I can not imagine why they would say they will only compare charters with charters? A note of sarcasm there.
Public schools are compared with each other, pressured to do better even when funding is being taken from them. In our area their scores are published, bad or good, and they are permitted zero tolerance on poor scoring.
Read this about Michigan's new policy.
Are charters' students doing better? New way of grading schools will tellThe latest report on Michigan's charter schools, to be presented to the state Board of Education today, does not compare the performance of charter students to those in traditional public schools -- a controversial practice done in past years.
A controversial practice? Why would it be controversial to expect the scores of charter schools to be compared with public schools?
In previous years, the annual report compared test scores in all charter schools with the average score of 20 traditional (and mostly low-performing) districts in which about 75% of Michigan charter schools are located. By that measure, charter schools do better.
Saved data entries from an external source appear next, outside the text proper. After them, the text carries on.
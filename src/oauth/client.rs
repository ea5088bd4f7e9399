//! Usage: OAuth client driving the PKCE authorization-code flow and refresh
//! grants.
//!
//! `authenticate()` is a linear pass: mint PKCE material, build the
//! authorization URL, hand it to the presenter, validate the callback, then
//! exchange the code. The verifier and state live on the stack of that one
//! call, so nothing leaks between attempts.

use crate::config::OAuthConfig;
use crate::http::{HttpClient, HttpRequest};
use crate::oauth::pkce::{self, PkcePair};
use crate::oauth::presenter::AuthorizePresenter;
use crate::oauth::token::AuthToken;
use crate::shared::error::{NetworkError, OAuthError};
use crate::shared::security::{constant_time_eq, mask_token};
use async_trait::async_trait;
use reqwest::Url;
use std::sync::Arc;

const AUTH_CODE_GRANT_TYPE: &str = "authorization_code";
const REFRESH_TOKEN_GRANT_TYPE: &str = "refresh_token";
const CODE_CHALLENGE_METHOD: &str = "S256";

/// Obtains fresh credentials, either interactively or from a refresh token.
/// Never retries; transport errors surface unchanged.
#[async_trait]
pub trait OAuthClient: Send + Sync {
    /// Run the interactive PKCE code flow end to end.
    async fn authenticate(&self) -> Result<AuthToken, OAuthError>;

    /// Exchange a refresh token for a new credential set. No interaction.
    async fn refresh(&self, refresh_token: &str) -> Result<AuthToken, NetworkError>;
}

pub struct DefaultOAuthClient {
    config: OAuthConfig,
    http: Arc<dyn HttpClient>,
    presenter: Arc<dyn AuthorizePresenter>,
}

impl DefaultOAuthClient {
    pub fn new(
        config: OAuthConfig,
        http: Arc<dyn HttpClient>,
        presenter: Arc<dyn AuthorizePresenter>,
    ) -> Result<Self, OAuthError> {
        config.validate()?;
        Ok(Self {
            config,
            http,
            presenter,
        })
    }

    fn authorize_url(&self, code_challenge: &str, state: &str) -> Result<Url, OAuthError> {
        let mut url = Url::parse(&format!(
            "https://{}{}",
            self.config.auth_host.trim(),
            self.config.auth_path
        ))
        .map_err(|_| OAuthError::BadAuthorizationUrl)?;

        {
            let scope = self.config.scope();
            let redirect_uri = self.config.redirect_uri();
            let mut query = url.query_pairs_mut();
            query.append_pair("response_type", "code");
            query.append_pair("client_id", &self.config.client_id);
            query.append_pair("redirect_uri", &redirect_uri);
            query.append_pair("scope", &scope);
            query.append_pair("state", state);
            query.append_pair("code_challenge", code_challenge);
            query.append_pair("code_challenge_method", CODE_CHALLENGE_METHOD);
        }
        Ok(url)
    }

    async fn exchange_code(
        &self,
        code: &str,
        code_verifier: &str,
    ) -> Result<AuthToken, NetworkError> {
        let request = HttpRequest::post(&self.config.token_host, &self.config.token_path)
            .json_body(&serde_json::json!({
                "grant_type": AUTH_CODE_GRANT_TYPE,
                "code": code,
                "client_id": self.config.client_id,
                "redirect_uri": self.config.redirect_uri(),
                "code_verifier": code_verifier,
            }))?;

        let body = self.http.perform(request).await?;
        AuthToken::from_response_body(&body)
    }
}

#[async_trait]
impl OAuthClient for DefaultOAuthClient {
    async fn authenticate(&self) -> Result<AuthToken, OAuthError> {
        let pkce = PkcePair::generate()?;
        let state = pkce::generate_state()?;
        let authorize_url = self.authorize_url(&pkce.code_challenge, &state)?;

        let callback = self.presenter.present(authorize_url.as_str()).await?;

        if let Some(error) = callback.error {
            tracing::warn!(error = %error, "authorization denied by provider");
            return Err(OAuthError::ProviderDenied {
                error,
                description: callback.error_description,
            });
        }

        let returned_state = callback.state.ok_or(OAuthError::MissingState)?;
        if !constant_time_eq(returned_state.as_bytes(), state.as_bytes()) {
            tracing::warn!("authorization callback state mismatch");
            return Err(OAuthError::StateMismatch);
        }
        let code = callback.code.ok_or(OAuthError::MissingCode)?;

        let token = self.exchange_code(&code, &pkce.code_verifier).await?;
        tracing::info!(
            access_token = %mask_token(&token.access_token),
            "authorization code exchanged for token"
        );
        Ok(token)
    }

    async fn refresh(&self, refresh_token: &str) -> Result<AuthToken, NetworkError> {
        let request = HttpRequest::post(&self.config.token_host, &self.config.token_path)
            .json_body(&serde_json::json!({
                "grant_type": REFRESH_TOKEN_GRANT_TYPE,
                "refresh_token": refresh_token,
                "client_id": self.config.client_id,
            }))?;

        let body = self.http.perform(request).await?;
        let token = AuthToken::from_response_body(&body)?;
        tracing::debug!(
            access_token = %mask_token(&token.access_token),
            "refresh grant issued new token"
        );
        Ok(token)
    }
}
Comparing scores of all charter schools with the average of "20 traditional (and mostly low-performing) districts"...and they do better? Goodness I hope so.
The new 33-page annual report, created by the Michigan Department of Education and Michigan State University, explores topics including student performance and profiles. The report also recommends giving the department more authority over charter schools and a small increase in funding to pay for that.
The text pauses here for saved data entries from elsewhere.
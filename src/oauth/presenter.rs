//! Usage: Interactive authorization surface (system browser + loopback
//! redirect).

use crate::oauth::callback_server::{bind_callback_listener, wait_for_callback};
use crate::shared::error::OAuthError;
use async_trait::async_trait;
use std::process::Command;
use std::time::Duration;

/// Query parameters carried back on the authorization redirect.
#[derive(Debug, Clone, Default, PartialEq, Eq)]
pub struct CallbackQuery {
    pub code: Option<String>,
    pub state: Option<String>,
    pub error: Option<String>,
    pub error_description: Option<String>,
}

/// A user-agent-mediated authorization session: takes the authorization URL,
/// resolves once the user agent redirects back to the registered callback.
///
/// Production uses [`BrowserPresenter`]; tests substitute scripted doubles.
#[async_trait]
pub trait AuthorizePresenter: Send + Sync {
    async fn present(&self, authorize_url: &str) -> Result<CallbackQuery, OAuthError>;
}

/// Opens the system browser and waits on a one-shot loopback listener bound
/// to the registered callback port.
pub struct BrowserPresenter {
    callback_port: u16,
    callback_path: String,
    timeout: Duration,
}

impl BrowserPresenter {
    pub fn new(callback_port: u16, callback_path: impl Into<String>, timeout: Duration) -> Self {
        Self {
            callback_port,
            callback_path: callback_path.into(),
            timeout,
        }
    }
}

#[async_trait]
impl AuthorizePresenter for BrowserPresenter {
    async fn present(&self, authorize_url: &str) -> Result<CallbackQuery, OAuthError> {
        // Bind before opening the browser so the redirect cannot race the
        // listener.
        let listener = bind_callback_listener(self.callback_port)
            .await
            .map_err(OAuthError::PresenterFailed)?;

        open_browser(authorize_url).map_err(OAuthError::PresenterFailed)?;
        tracing::info!(
            port = self.callback_port,
            "waiting for authorization redirect"
        );

        wait_for_callback(listener, &self.callback_path, self.timeout)
            .await
            .map_err(OAuthError::PresenterFailed)
    }
}

fn open_browser(url: &str) -> Result<(), String> {
    #[cfg(target_os = "windows")]
    {
        Command::new("rundll32.exe")
            .arg("url.dll,FileProtocolHandler")
            .arg(url)
            .spawn()
            .map_err(|e| format!("failed to open browser: {e}"))?;
        return Ok(());
    }

    #[cfg(target_os = "macos")]
    {
        Command::new("open")
            .arg(url)
            .spawn()
            .map_err(|e| format!("failed to open browser: {e}"))?;
        return Ok(());
    }

    #[cfg(all(unix, not(target_os = "macos")))]
    {
        Command::new("xdg-open")
            .arg(url)
            .spawn()
            .map_err(|e| format!("failed to open browser: {e}"))?;
        return Ok(());
    }

    #[allow(unreachable_code)]
    Err("browser open is unsupported on this platform".to_string())
}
But when it comes to how charter school students are faring academically, the report focuses only on charter school performance, stating in this year's report, "Performance growth is measured as it should be: not against any other school, but against the PSA's (Public School Academy's) own track record of achievement."
A PSA is a
charter school. Here is the telling statement:
The report shows charter student performance improving on the MEAP exam. In math, for instance, 73% of student met or exceeded expectations in 2008, compared with 67.1% the year prior.
However, when the report was released last year, a Free Press analysis comparing charters with other schools in their host district found that almost three out of five charter schools score worse on the MEAP than the traditional schools.
State education department officials acknowledged that their analysis was flawed and promised to change their methodology this year.
Problem:
"almost three out of five charter schools score worse on the MEAP than the traditional schools"Solution:
Don't compare charter schools with public schools.Oh, yeah, that will solve the problem.